:: Records shown
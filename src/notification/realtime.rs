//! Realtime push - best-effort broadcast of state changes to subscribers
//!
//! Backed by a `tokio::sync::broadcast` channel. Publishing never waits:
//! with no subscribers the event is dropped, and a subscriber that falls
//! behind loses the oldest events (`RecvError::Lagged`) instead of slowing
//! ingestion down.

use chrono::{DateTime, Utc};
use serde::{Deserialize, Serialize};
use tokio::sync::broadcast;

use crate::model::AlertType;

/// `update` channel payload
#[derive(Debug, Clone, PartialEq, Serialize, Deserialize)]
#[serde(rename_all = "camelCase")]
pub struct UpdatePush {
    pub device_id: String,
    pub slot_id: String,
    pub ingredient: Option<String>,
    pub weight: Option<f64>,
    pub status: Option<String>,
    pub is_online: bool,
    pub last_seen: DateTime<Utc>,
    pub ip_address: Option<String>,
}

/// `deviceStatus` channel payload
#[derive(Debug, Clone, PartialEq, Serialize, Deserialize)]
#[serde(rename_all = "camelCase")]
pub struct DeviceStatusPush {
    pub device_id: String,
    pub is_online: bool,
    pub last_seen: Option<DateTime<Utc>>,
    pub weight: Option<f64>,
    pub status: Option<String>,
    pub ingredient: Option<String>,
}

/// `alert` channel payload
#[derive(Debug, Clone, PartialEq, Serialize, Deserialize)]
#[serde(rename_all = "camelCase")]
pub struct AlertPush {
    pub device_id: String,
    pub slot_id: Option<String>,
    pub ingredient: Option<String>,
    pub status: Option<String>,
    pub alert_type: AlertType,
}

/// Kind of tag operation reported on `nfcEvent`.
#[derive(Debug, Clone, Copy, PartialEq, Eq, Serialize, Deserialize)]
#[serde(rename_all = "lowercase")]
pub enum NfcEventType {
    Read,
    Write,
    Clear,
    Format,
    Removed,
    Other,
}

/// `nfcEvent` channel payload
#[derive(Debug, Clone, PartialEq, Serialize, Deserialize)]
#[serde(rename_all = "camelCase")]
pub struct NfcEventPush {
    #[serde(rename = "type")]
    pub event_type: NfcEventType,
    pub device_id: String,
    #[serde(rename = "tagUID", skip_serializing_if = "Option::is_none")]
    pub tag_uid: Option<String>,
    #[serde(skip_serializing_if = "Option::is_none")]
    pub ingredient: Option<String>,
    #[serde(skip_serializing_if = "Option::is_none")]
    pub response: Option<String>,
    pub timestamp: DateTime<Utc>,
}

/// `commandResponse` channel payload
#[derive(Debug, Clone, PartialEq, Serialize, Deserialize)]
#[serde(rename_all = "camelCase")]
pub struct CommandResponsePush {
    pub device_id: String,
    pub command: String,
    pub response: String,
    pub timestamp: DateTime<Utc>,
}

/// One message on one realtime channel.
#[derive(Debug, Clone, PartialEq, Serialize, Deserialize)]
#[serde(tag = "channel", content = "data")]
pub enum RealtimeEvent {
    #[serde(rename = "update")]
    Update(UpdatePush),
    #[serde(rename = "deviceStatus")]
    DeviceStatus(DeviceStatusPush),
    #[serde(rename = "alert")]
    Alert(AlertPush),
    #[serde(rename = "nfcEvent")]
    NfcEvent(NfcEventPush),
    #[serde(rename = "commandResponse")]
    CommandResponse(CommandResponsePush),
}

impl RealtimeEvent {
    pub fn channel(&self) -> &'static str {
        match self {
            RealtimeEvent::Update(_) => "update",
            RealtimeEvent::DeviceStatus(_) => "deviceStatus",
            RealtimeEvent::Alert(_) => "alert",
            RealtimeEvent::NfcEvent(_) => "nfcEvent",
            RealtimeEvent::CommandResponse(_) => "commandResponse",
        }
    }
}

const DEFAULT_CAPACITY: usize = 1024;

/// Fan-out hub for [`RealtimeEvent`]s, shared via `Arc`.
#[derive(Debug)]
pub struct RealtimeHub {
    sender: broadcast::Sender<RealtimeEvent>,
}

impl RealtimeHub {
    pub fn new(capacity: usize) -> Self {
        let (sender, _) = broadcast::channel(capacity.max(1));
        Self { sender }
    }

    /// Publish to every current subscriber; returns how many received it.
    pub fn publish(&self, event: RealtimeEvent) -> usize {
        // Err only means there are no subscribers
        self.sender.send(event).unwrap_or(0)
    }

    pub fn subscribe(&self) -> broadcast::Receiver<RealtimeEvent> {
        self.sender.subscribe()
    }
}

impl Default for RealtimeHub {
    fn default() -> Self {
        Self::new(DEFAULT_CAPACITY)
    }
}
::::
◆ Work task ◆
Report how many lines of the entries above contain the word "DeviceStatusPush", giving the number by itself.

◆ Response for this exercise ◆
2